Starting at the line below holding "bytes as words." and stopping at the line holding "pub fn load_spirv(path: &Path)", print every line exactly, both ends included, and leave the rest out.

***** DATA EXTRACTS *****

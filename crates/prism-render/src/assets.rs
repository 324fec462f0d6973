//! Asset decoding: images, glTF meshes and SPIR-V shaders.
//!
//! Everything here runs on the CPU and produces plain data for the stores
//! to upload.

use std::path::Path;

use crate::error::{RenderError, Result};
use crate::vertex::Vertex;

/// Registry name of an asset file: its file name.
pub fn asset_name(path: &Path) -> String {
    path.file_name()
        .map_or_else(|| path.display().to_string(), |n| n.to_string_lossy().into_owned())
}

/// RGBA8 pixels of a decoded image.
#[derive(Debug, Clone, PartialEq, Eq)]
pub struct DecodedImage {
    pub pixels: Vec<u8>,
    pub width: u32,
    pub height: u32,
}

/// Decode an image file into tightly packed RGBA8.
pub fn decode_image(path: &Path) -> Result<DecodedImage> {
    if !path.exists() {
        return Err(RenderError::AssetNotFound(path.to_path_buf()));
    }

    let image = image::open(path).map_err(|e| RenderError::ImageLoadError {
        path: path.to_path_buf(),
        reason: e.to_string(),
    })?;
    let rgba = image.to_rgba8();
    let (width, height) = rgba.dimensions();

    if width == 0 || height == 0 {
        return Err(RenderError::ImageLoadError {
            path: path.to_path_buf(),
            reason: "image has no pixels".to_string(),
        });
    }

    Ok(DecodedImage {
        pixels: rgba.into_raw(),
        width,
        height,
    })
}

/// Index data with its storage width.
#[derive(Debug, Clone, PartialEq, Eq)]
pub enum MeshIndices {
    U16(Vec<u16>),
    U32(Vec<u32>),
}

impl MeshIndices {
    /// Store `indices` as 16-bit when every value fits.
    pub fn compact(indices: Vec<u32>) -> Self {
        if indices.iter().all(|&i| i <= u32::from(u16::MAX)) {
            Self::U16(indices.into_iter().map(|i| i as u16).collect())
        } else {
            Self::U32(indices)
        }
    }

    pub fn len(&self) -> usize {
        match self {
            Self::U16(indices) => indices.len(),
            Self::U32(indices) => indices.len(),
        }
    }

    pub fn is_empty(&self) -> bool {
        self.len() == 0
    }

    /// Bytes per index: 2 or 4.
    pub fn stride(&self) -> usize {
        match self {
            Self::U16(_) => 2,
            Self::U32(_) => 4,
        }
    }

    pub fn as_bytes(&self) -> &[u8] {
        match self {
            Self::U16(indices) => bytemuck::cast_slice(indices),
            Self::U32(indices) => bytemuck::cast_slice(indices),
        }
    }
}

/// Vertices and optional indices of one mesh.
#[derive(Debug, Clone, Default, PartialEq)]
pub struct MeshData {
    pub vertices: Vec<Vertex>,
    pub indices: Option<MeshIndices>,
}

/// One primitive before merging.
#[derive(Debug, Clone, Default)]
struct Primitive {
    vertices: Vec<Vertex>,
    indices: Option<Vec<u32>>,
}

/// `len` as the `u32` a draw call takes.
pub(crate) fn draw_count(len: usize, what: &str) -> std::result::Result<u32, String> {
    u32::try_from(len).map_err(|_| format!("{len} {what} do not fit a 32-bit draw"))
}

/// Concatenate primitives into one vertex and index list.
///
/// Indices are offset by the number of vertices before each primitive. If
/// any primitive is indexed, unindexed ones get sequential indices so the
/// whole mesh can be drawn with one indexed draw. Fails when the merged
/// mesh has more vertices than a `u32` index can address.
fn merge_primitives(primitives: Vec<Primitive>) -> std::result::Result<MeshData, String> {
    let any_indexed = primitives.iter().any(|p| p.indices.is_some());
    let mut vertices = Vec::new();
    let mut indices = Vec::new();

    for primitive in primitives {
        let base = draw_count(vertices.len(), "vertices")?;
        draw_count(vertices.len() + primitive.vertices.len(), "vertices")?;
        if any_indexed {
            match primitive.indices {
                Some(local) => {
                    for i in local {
                        let index = i
                            .checked_add(base)
                            .ok_or_else(|| format!("index {i} overflows at vertex {base}"))?;
                        indices.push(index);
                    }
                }
                None => {
                    let count = draw_count(primitive.vertices.len(), "vertices")?;
                    indices.extend(base..base + count);
                }
            }
        }
        vertices.extend(primitive.vertices);
    }

    let indices = (any_indexed && !indices.is_empty()).then(|| MeshIndices::compact(indices));
    Ok(MeshData { vertices, indices })
}

/// Load every triangle primitive of a glTF file into one mesh.
///
/// Colors default to white and texture coordinates to zero when the file
/// has none. Positions are required.
pub fn load_gltf(path: &Path) -> Result<MeshData> {
    if !path.exists() {
        return Err(RenderError::AssetNotFound(path.to_path_buf()));
    }

    let mesh_error = |reason: String| RenderError::MeshLoadError {
        path: path.to_path_buf(),
        reason,
    };

    let (document, buffers, _images) = gltf::import(path).map_err(|e| mesh_error(e.to_string()))?;

    let mut primitives = Vec::new();
    for mesh in document.meshes() {
        for primitive in mesh.primitives() {
            if primitive.mode() != gltf::mesh::Mode::Triangles {
                tracing::warn!(
                    "Skipping non-triangle primitive in mesh {:?} of {}",
                    mesh.name(),
                    path.display()
                );
                continue;
            }

            let reader = primitive.reader(|buffer| Some(&buffers[buffer.index()]));

            let positions: Vec<[f32; 3]> = reader
                .read_positions()
                .ok_or_else(|| mesh_error("primitive without positions".to_string()))?
                .collect();
            let colors: Vec<[f32; 3]> = reader
                .read_colors(0)
                .map_or_else(|| vec![[1.0; 3]; positions.len()], |c| c.into_rgb_f32().collect());
            let uvs: Vec<[f32; 2]> = reader
                .read_tex_coords(0)
                .map_or_else(|| vec![[0.0; 2]; positions.len()], |t| t.into_f32().collect());

            let vertices = positions
                .iter()
                .enumerate()
                .map(|(i, &position)| {
                    Vertex::new(
                        position,
                        colors.get(i).copied().unwrap_or([1.0; 3]),
                        uvs.get(i).copied().unwrap_or([0.0; 2]),
                    )
                })
                .collect();
            let indices = reader
                .read_indices()
                .map(|indices| indices.into_u32().collect());

            primitives.push(Primitive { vertices, indices });
        }
    }

    let data = merge_primitives(primitives).map_err(mesh_error)?;
    if data.vertices.is_empty() {
        return Err(mesh_error("no triangle geometry".to_string()));
    }
    Ok(data)
}

/// Reinterpret SPIR-V bytes as words.
///
/// The byte length must be a multiple of 4; the copy into a `Vec<u32>`
/// satisfies the word alignment Vulkan requires.
pub fn spirv_words(path: &Path, bytes: &[u8]) -> Result<Vec<u32>> {
    let shader_error = |reason: String| RenderError::ShaderLoadError {
        path: path.to_path_buf(),
        reason,
    };

    if bytes.is_empty() || bytes.len() % 4 != 0 {
        return Err(shader_error(format!(
            "{} bytes is not a whole number of SPIR-V words",
            bytes.len()
        )));
    }

    ash::util::read_spv(&mut std::io::Cursor::new(bytes)).map_err(|e| shader_error(e.to_string()))
}

/// Read a compiled SPIR-V shader.
pub fn load_spirv(path: &Path) -> Result<Vec<u32>> {
    let bytes = std::fs::read(path).map_err(|e| match e.kind() {
        std::io::ErrorKind::NotFound => RenderError::AssetNotFound(path.to_path_buf()),
        _ => RenderError::ShaderLoadError {
            path: path.to_path_buf(),
            reason: e.to_string(),
        },
    })?;
    spirv_words(path, &bytes)
}
//! Application runner and event loop.

use std::time::Instant;

use prism_core::{Config, RuntimeOptions};
use prism_gpu::{ApplicationInfo, GpuContextBuilder};
use prism_platform::{WindowHost, WindowSettings, WinitHost};
use prism_render::{FrameStatus, Renderer};
use tracing::{error, info};
use winit::application::ApplicationHandler;
use winit::event::WindowEvent;
use winit::event_loop::{ActiveEventLoop, ControlFlow, EventLoop};
use winit::window::WindowId;

/// Frame timing collected over a run.
#[derive(Debug, Clone, Copy, PartialEq)]
pub struct FrameStats {
    pub frame_count: u64,
    pub min_fps: f64,
    pub max_fps: f64,
    fps_sum: f64,
}

impl Default for FrameStats {
    fn default() -> Self {
        Self {
            frame_count: 0,
            min_fps: f64::MAX,
            max_fps: 0.0,
            fps_sum: 0.0,
        }
    }
}

impl FrameStats {
    /// Record a presented frame that took `dt` seconds.
    pub fn record(&mut self, dt: f64) {
        self.frame_count += 1;
        if dt > 0.0 {
            let fps = 1.0 / dt;
            self.min_fps = self.min_fps.min(fps);
            self.max_fps = self.max_fps.max(fps);
            self.fps_sum += fps;
        }
    }

    pub fn average_fps(&self) -> Option<f64> {
        (self.frame_count > 0).then(|| self.fps_sum / self.frame_count as f64)
    }

    fn log(&self) {
        if let Some(avg_fps) = self.average_fps() {
            info!("FPS Statistics:");
            info!("  Min: {:.1}", self.min_fps);
            info!("  Max: {:.1}", self.max_fps);
            info!("  Avg: {:.1}", avg_fps);
            info!("  Total frames: {}", self.frame_count);
        }
    }
}

/// How a close request is carried out.
#[derive(Debug, Clone, Copy, PartialEq, Eq)]
enum CloseAction {
    /// The next redraw sees the close flag and idles the device.
    Redraw,
    /// Shut down immediately; a minimised window may never be redrawn.
    ExitNow,
}

impl CloseAction {
    fn for_window(minimized: bool) -> Self {
        if minimized {
            Self::ExitNow
        } else {
            Self::Redraw
        }
    }
}

/// Identity passed to the driver.
pub fn application_info(config: &Config) -> ApplicationInfo {
    ApplicationInfo {
        app_name: config.application.name.clone(),
        app_version: config.application.version,
        engine_name: config.application.engine.name.clone(),
        engine_version: config.application.engine.version,
    }
}

/// Open the window, build the renderer and run until the window closes.
///
/// Returns the first fatal error, if any.
pub fn run(config: Config, options: RuntimeOptions) -> anyhow::Result<()> {
    info!("{} starting...", config.title);

    let event_loop = EventLoop::new()?;
    event_loop.set_control_flow(ControlFlow::Poll);

    let mut runner = AppRunner {
        config,
        options,
        state: None,
        fatal: None,
    };
    event_loop.run_app(&mut runner)?;

    match runner.fatal {
        Some(e) => Err(e),
        None => Ok(()),
    }
}

struct AppRunner {
    config: Config,
    options: RuntimeOptions,
    state: Option<AppState>,
    fatal: Option<anyhow::Error>,
}

struct AppState {
    // Declared first so the renderer is torn down before the window.
    renderer: Renderer,
    host: WinitHost,
    stats: FrameStats,
    last_frame_time: Instant,
    minimized: bool,
}

impl ApplicationHandler for AppRunner {
    fn resumed(&mut self, event_loop: &ActiveEventLoop) {
        if self.state.is_some() {
            return;
        }

        info!("Creating application state...");

        match self.create_state(event_loop) {
            Ok(state) => {
                self.state = Some(state);
                info!("Application ready!");
            }
            Err(e) => self.fail(event_loop, e.context("Failed to initialize application")),
        }
    }

    fn window_event(&mut self, event_loop: &ActiveEventLoop, _id: WindowId, event: WindowEvent) {
        let Some(state) = &mut self.state else {
            return;
        };

        match event {
            WindowEvent::CloseRequested => {
                info!("Close requested");
                state.host.flags().request_close();
                let minimized = state.minimized || state.host.is_minimized();
                match CloseAction::for_window(minimized) {
                    CloseAction::Redraw => state.host.request_redraw(),
                    CloseAction::ExitNow => {
                        self.shutdown();
                        event_loop.exit();
                    }
                }
            }
            WindowEvent::Resized(size) => {
                state.host.flags().mark_resized();
                if size.width > 0 && size.height > 0 && state.minimized {
                    state.minimized = false;
                    event_loop.set_control_flow(ControlFlow::Poll);
                    state.host.request_redraw();
                }
            }
            WindowEvent::RedrawRequested => match state.renderer.draw_frame(&state.host) {
                Ok(FrameStatus::Presented) => {
                    let now = Instant::now();
                    let dt = now.duration_since(state.last_frame_time).as_secs_f64();
                    state.last_frame_time = now;
                    state.stats.record(dt);
                }
                Ok(FrameStatus::Skipped) => {}
                Ok(FrameStatus::Minimized) => {
                    if !state.minimized {
                        tracing::debug!("Window minimised, waiting for a resize");
                    }
                    state.minimized = true;
                    event_loop.set_control_flow(ControlFlow::Wait);
                }
                Ok(FrameStatus::ShutdownRequested) => {
                    self.shutdown();
                    event_loop.exit();
                }
                Err(e) => {
                    let e = anyhow::Error::new(e).context("Render error");
                    self.fail(event_loop, e);
                }
            },
            _ => {}
        }
    }

    fn about_to_wait(&mut self, _event_loop: &ActiveEventLoop) {
        if let Some(state) = &self.state {
            if !state.minimized {
                state.host.request_redraw();
            }
        }
    }

    fn exiting(&mut self, _event_loop: &ActiveEventLoop) {
        self.shutdown();
    }
}

impl AppRunner {
    fn create_state(&self, event_loop: &ActiveEventLoop) -> anyhow::Result<AppState> {
        let settings = WindowSettings::from(&self.config.application.window);
        let host = WinitHost::create(event_loop, &settings)?;

        let (display, window) = host.raw_handles()?;
        let gpu = GpuContextBuilder::new()
            .app_info(application_info(&self.config))
            .options(self.options)
            .build_for_window(display, window)?;

        let renderer = Renderer::new(gpu, &self.config, &host)?;

        Ok(AppState {
            renderer,
            host,
            stats: FrameStats::default(),
            last_frame_time: Instant::now(),
            minimized: false,
        })
    }

    fn fail(&mut self, event_loop: &ActiveEventLoop, e: anyhow::Error) {
        error!("{e:#}");
        self.shutdown();
        self.fatal.get_or_insert(e);
        event_loop.exit();
    }

    fn shutdown(&mut self) {
        let Some(mut state) = self.state.take() else {
            return;
        };

        state.stats.log();

        info!("Starting cleanup...");
        if let Err(e) = state.renderer.shutdown() {
            error!("Renderer shutdown failed: {e}");
        }
        info!("Cleanup complete");
    }
}

#[cfg(test)]
mod tests {
    use super::*;
    use approx::assert_relative_eq;

    #[test]
    fn stats_track_min_max_and_average() {
        let mut stats = FrameStats::default();
        stats.record(0.010);
        stats.record(0.020);
        stats.record(0.005);

        assert_eq!(stats.frame_count, 3);
        assert_relative_eq!(stats.min_fps, 50.0, epsilon = 1e-9);
        assert_relative_eq!(stats.max_fps, 200.0, epsilon = 1e-9);
        assert_relative_eq!(
            stats.average_fps().unwrap_or_default(),
            (100.0 + 50.0 + 200.0) / 3.0,
            epsilon = 1e-9
        );
    }

    #[test]
    fn no_frames_no_average() {
        assert_eq!(FrameStats::default().average_fps(), None);
    }

    #[test]
    fn zero_duration_frames_are_counted_without_fps() {
        let mut stats = FrameStats::default();
        stats.record(0.0);
        assert_eq!(stats.frame_count, 1);
        assert_relative_eq!(stats.max_fps, 0.0);
    }

    #[test]
    fn close_while_minimised_exits_without_a_redraw() {
        assert_eq!(CloseAction::for_window(true), CloseAction::ExitNow);
        assert_eq!(CloseAction::for_window(false), CloseAction::Redraw);
    }

    #[test]
    fn application_info_comes_from_config() {
        let config = Config::from_toml_str(
            r#"
            title = "Viewer"
            [application]
            name = "viewer"
            version = { major = 1, minor = 2, patch = 3 }
            [application.engine]
            name = "prism"
            version = { major = 0, minor = 4, patch = 0 }
            "#,
        )
        .expect("config parses");
        let info = application_info(&config);
        assert_eq!(info.app_name, "viewer");
        assert_eq!(info.app_version, prism_core::Version::new(1, 2, 3));
        assert_eq!(info.engine_name, "prism");
        assert_eq!(info.engine_version, prism_core::Version::new(0, 4, 0));
    }
}
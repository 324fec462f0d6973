//! GPU error types.

use ash::vk;
use thiserror::Error;

/// GPU-related errors.
#[derive(Error, Debug)]
pub enum GpuError {
    /// Vulkan error that has no more specific kind.
    #[error("Vulkan error: {0}")]
    Vulkan(vk::Result),

    /// A required layer, extension, feature or queue family is missing.
    #[error("Unsupported environment: {0}")]
    UnsupportedEnvironment(String),

    /// Device selection found no usable GPU.
    #[error("No suitable GPU found")]
    NoSuitableGpu,

    /// The presentation surface is gone.
    #[error("Surface lost")]
    SurfaceLost,

    /// The swapchain no longer matches the surface.
    #[error("Swapchain out of date")]
    OutOfDate,

    /// The swapchain still works but no longer matches the surface exactly.
    #[error("Swapchain suboptimal")]
    Suboptimal,

    /// Device or host memory exhausted, or the allocator refused the request.
    #[error("Memory allocation failed: {0}")]
    AllocationFailed(String),

    /// A staging copy or its submission failed.
    #[error("Upload failed: {0}")]
    UploadFailed(String),

    /// An image layout transition outside the supported table was requested.
    #[error("Unsupported layout transition: {old:?} -> {new:?}")]
    UnsupportedLayoutTransition {
        old: vk::ImageLayout,
        new: vk::ImageLayout,
    },

    /// The descriptor pool could not satisfy an allocation.
    #[error("Descriptor pool exhausted")]
    PoolExhausted,

    /// Descriptor layout bindings and writes disagree.
    #[error("Descriptor layout mismatch: {0}")]
    LayoutMismatch(String),

    /// Invalid state.
    #[error("Invalid state: {0}")]
    InvalidState(String),
}

impl GpuError {
    /// Whether the error is recovered by rebuilding the swapchain.
    pub fn is_surface_invalidation(&self) -> bool {
        matches!(self, Self::OutOfDate | Self::Suboptimal | Self::SurfaceLost)
    }
}

impl From<vk::Result> for GpuError {
    fn from(result: vk::Result) -> Self {
        match result {
            vk::Result::ERROR_OUT_OF_DATE_KHR => Self::OutOfDate,
            vk::Result::SUBOPTIMAL_KHR => Self::Suboptimal,
            vk::Result::ERROR_SURFACE_LOST_KHR => Self::SurfaceLost,
            vk::Result::ERROR_OUT_OF_HOST_MEMORY | vk::Result::ERROR_OUT_OF_DEVICE_MEMORY => {
                Self::AllocationFailed(result.to_string())
            }
            vk::Result::ERROR_LAYER_NOT_PRESENT
            | vk::Result::ERROR_EXTENSION_NOT_PRESENT
            | vk::Result::ERROR_FEATURE_NOT_PRESENT
            | vk::Result::ERROR_INCOMPATIBLE_DRIVER => {
                Self::UnsupportedEnvironment(result.to_string())
            }
            other => Self::Vulkan(other),
        }
    }
}

/// Result type alias.
pub type Result<T> = std::result::Result<T, GpuError>;

#[cfg(test)]
mod tests {
    use super::*;

    #[test]
    fn surface_results_map_to_invalidation() {
        for result in [
            vk::Result::ERROR_OUT_OF_DATE_KHR,
            vk::Result::SUBOPTIMAL_KHR,
            vk::Result::ERROR_SURFACE_LOST_KHR,
        ] {
            assert!(GpuError::from(result).is_surface_invalidation());
        }
    }

    #[test]
    fn memory_results_map_to_allocation_failed() {
        let err = GpuError::from(vk::Result::ERROR_OUT_OF_DEVICE_MEMORY);
        assert!(matches!(err, GpuError::AllocationFailed(_)));
        assert!(!err.is_surface_invalidation());
    }

    #[test]
    fn missing_extension_is_unsupported_environment() {
        let err = GpuError::from(vk::Result::ERROR_EXTENSION_NOT_PRESENT);
        assert!(matches!(err, GpuError::UnsupportedEnvironment(_)));
    }

    #[test]
    fn other_results_stay_vulkan() {
        let err = GpuError::from(vk::Result::ERROR_DEVICE_LOST);
        assert!(matches!(err, GpuError::Vulkan(vk::Result::ERROR_DEVICE_LOST)));
    }
}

*****

**OUTPUT OF THE TASK**
/// Reinterpret SPIR-V bytes as words.
///
/// The byte length must be a multiple of 4; the copy into a `Vec<u32>`
/// satisfies the word alignment Vulkan requires.
pub fn spirv_words(path: &Path, bytes: &[u8]) -> Result<Vec<u32>> {
    let shader_error = |reason: String| RenderError::ShaderLoadError {
        path: path.to_path_buf(),
        reason,
    };

    if bytes.is_empty() || bytes.len() % 4 != 0 {
        return Err(shader_error(format!(
            "{} bytes is not a whole number of SPIR-V words",
            bytes.len()
        )));
    }

    ash::util::read_spv(&mut std::io::Cursor::new(bytes)).map_err(|e| shader_error(e.to_string()))
}

/// Read a compiled SPIR-V shader.
pub fn load_spirv(path: &Path) -> Result<Vec<u32>> {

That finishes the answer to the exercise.